Still, mountain bikers love wild places, and they are a rapidly growing, vocal group. A win-win way forward is exemplified in The Continental Divide Wilderness and Recreation Act, sponsored by Eagle County’s congressman in the U.S. House of Representatives, Jared Polis. Now in congressional committee, the Act was drafted by hundreds of collaborating stakeholders, including our local International Mountain Biking Association chapter, Vail Valley Mountain Bike Association and the Summit Fat Tire Society.

SOMETHING FOR EVERYONE

The wilderness part of the act would designate 40,000 additional acres of land as traditional wilderness (no bikes), and the recreation part of the act would designate 15,000 acres of White River National Forest as “Special Management” zones, where mountain biking would be allowed. This demonstrated a successful partnership between often misunderstood forces, transitioning into important co-stakeholders for the success of the introduction of this bill at a federal level. This type of collaboration should serve as the gold standard for new potential wilderness addition. There are many other threats to our public lands and open spaces; creating an unnecessary wall of resentment between two very ideologically-aligned groups who share conservationist values would be deeply counter productive.

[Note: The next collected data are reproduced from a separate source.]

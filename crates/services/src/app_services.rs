use std::sync::Arc;

use storage::Stores;

use crate::Clock;
use crate::account_service::AccountService;
use crate::config::ExamConfig;
use crate::error::AppServicesError;
use crate::sessions::{ExamFlowService, SessionClockService};

/// Assembles the app-facing services over one storage backend.
#[derive(Clone)]
pub struct AppServices {
    stores: Stores,
    accounts: Arc<AccountService>,
    exam_flow: Arc<ExamFlowService>,
    clock_service: Arc<SessionClockService>,
}

impl AppServices {
    /// Build services backed by `SQLite` storage.
    ///
    /// # Errors
    ///
    /// Returns `AppServicesError` if storage initialization fails.
    pub async fn new_sqlite(
        db_url: &str,
        clock: Clock,
        config: ExamConfig,
    ) -> Result<Self, AppServicesError> {
        let stores = Stores::sqlite(db_url).await?;
        Ok(Self::assemble(stores, clock, config))
    }

    /// Build services over in-memory stores (tests, no `--db`).
    #[must_use]
    pub fn new_in_memory(clock: Clock, config: ExamConfig) -> Self {
        Self::assemble(Stores::in_memory(), clock, config)
    }

    fn assemble(stores: Stores, clock: Clock, config: ExamConfig) -> Self {
        let accounts = Arc::new(AccountService::new(
            stores.session.clone(),
            stores.credentials.clone(),
        ));
        let exam_flow = Arc::new(ExamFlowService::new(
            clock,
            stores.session.clone(),
            config,
        ));
        let clock_service = Arc::new(SessionClockService::new(clock, stores.session.clone()));
        Self {
            stores,
            accounts,
            exam_flow,
            clock_service,
        }
    }

    #[must_use]
    pub fn stores(&self) -> &Stores {
        &self.stores
    }

    #[must_use]
    pub fn accounts(&self) -> Arc<AccountService> {
        Arc::clone(&self.accounts)
    }

    #[must_use]
    pub fn exam_flow(&self) -> Arc<ExamFlowService> {
        Arc::clone(&self.exam_flow)
    }

    #[must_use]
    pub fn clock_service(&self) -> Arc<SessionClockService> {
        Arc::clone(&self.clock_service)
    }
}
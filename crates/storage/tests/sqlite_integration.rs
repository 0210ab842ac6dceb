use std::sync::Arc;

use exam_core::model::{ExamSession, SessionClock, default_question_set, grade};
use exam_core::time::fixed_now;
use storage::{KeyValueStore, SessionStore, SqliteStore, Stores, keys};

#[tokio::test]
async fn session_keys_round_trip_through_sqlite() {
    let stores = Stores::sqlite("sqlite:file:memdb_session_roundtrip?mode=memory&cache=shared")
        .await
        .expect("connect sqlite");
    let store = &stores.session;

    let questions = default_question_set();
    store.save_questions(&questions).await.expect("save questions");

    let mut session = ExamSession::new(questions.clone()).expect("build session");
    session.set_answer(0, 2).expect("answer");
    session.toggle_mark(5).expect("mark");
    store
        .save_state_snapshot(&session.snapshot())
        .await
        .expect("save snapshot");
    store.save_current_index(5).await.expect("save index");

    let clock = SessionClock::start(fixed_now(), 30 * 60).expect("start clock");
    store.save_clock(&clock).await.expect("save clock");
    store.set_started().await.expect("set started");

    // read everything back as a fresh page load would
    assert_eq!(store.questions().await.expect("questions").unwrap(), questions);
    let snapshot = store
        .state_snapshot()
        .await
        .expect("snapshot")
        .expect("snapshot present");
    assert_eq!(snapshot.len(), 15);
    assert_eq!(snapshot[0].answer, Some(2));
    assert!(snapshot[5].marked);
    assert_eq!(store.current_index().await.expect("index"), Some(5));
    assert_eq!(store.clock().await.expect("clock"), Some(clock));
    assert!(store.started().await.expect("started"));
    assert!(!store.finished().await.expect("finished"));
}

#[tokio::test]
async fn grade_report_round_trips_and_clear_drops_session_only() {
    let stores = Stores::sqlite("sqlite:file:memdb_report_roundtrip?mode=memory&cache=shared")
        .await
        .expect("connect sqlite");

    stores
        .credentials
        .save_identity(&storage::Identity {
            name: "Ada".into(),
            email: "ada@example.com".into(),
            password: "longenough".into(),
        })
        .await
        .expect("save identity");

    let questions = default_question_set();
    let mut session = ExamSession::new(questions.clone()).expect("build session");
    session.set_answer(0, 2).expect("answer");

    let result = grade(session.questions(), session.states());
    let report = exam_core::model::GradeReport::new(
        result,
        120,
        Some("Ada".into()),
        None,
        fixed_now().timestamp() + 120,
    );
    stores.session.save_report(&report).await.expect("save report");

    let loaded = stores
        .session
        .report()
        .await
        .expect("load report")
        .expect("report present");
    assert_eq!(loaded, report);

    stores.session.clear().await.expect("clear session");
    assert!(stores.session.report().await.expect("report").is_none());
    assert!(
        stores
            .credentials
            .identity()
            .await
            .expect("identity")
            .is_some()
    );
}

#[tokio::test]
async fn corrupted_values_degrade_to_defaults() {
    let pool = SqliteStore::connect("sqlite:file:memdb_corrupt_values?mode=memory&cache=shared")
        .await
        .expect("connect sqlite");
    SqliteStore::migrate(&pool).await.expect("migrate");
    let raw = SqliteStore::session(pool);

    // write garbage under the real keys, then read through the typed facade
    raw.put(keys::QUESTIONS, "{not json").await.expect("put");
    raw.put(keys::END_TIME, "not-a-number").await.expect("put");
    raw.put(keys::CURRENT_INDEX, "-4").await.expect("put");

    let store = SessionStore::new(Arc::new(raw));
    assert!(store.questions().await.expect("questions").is_none());
    assert!(store.clock().await.expect("clock").is_none());
    assert_eq!(store.current_index().await.expect("index"), None);
    assert_eq!(store.submit_time().await.expect("submit"), None);
}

Friends of Eagles Nest Wilderness looks forward to more collaboration with our local mountain biking enthusiasts and formal groups in order to conserve our public lands in an era in which they seem to be constantly under attack.

Tim Drescher is a member of the Friends of Eagles Nest Wilderness, an all-volunteer organization committed to the health and preservation of three Wilderness areas in Eagle and Summit counties: Eagles Nest, Holy Cross and Ptarmigan. Visit http://www.fenw.org for more information.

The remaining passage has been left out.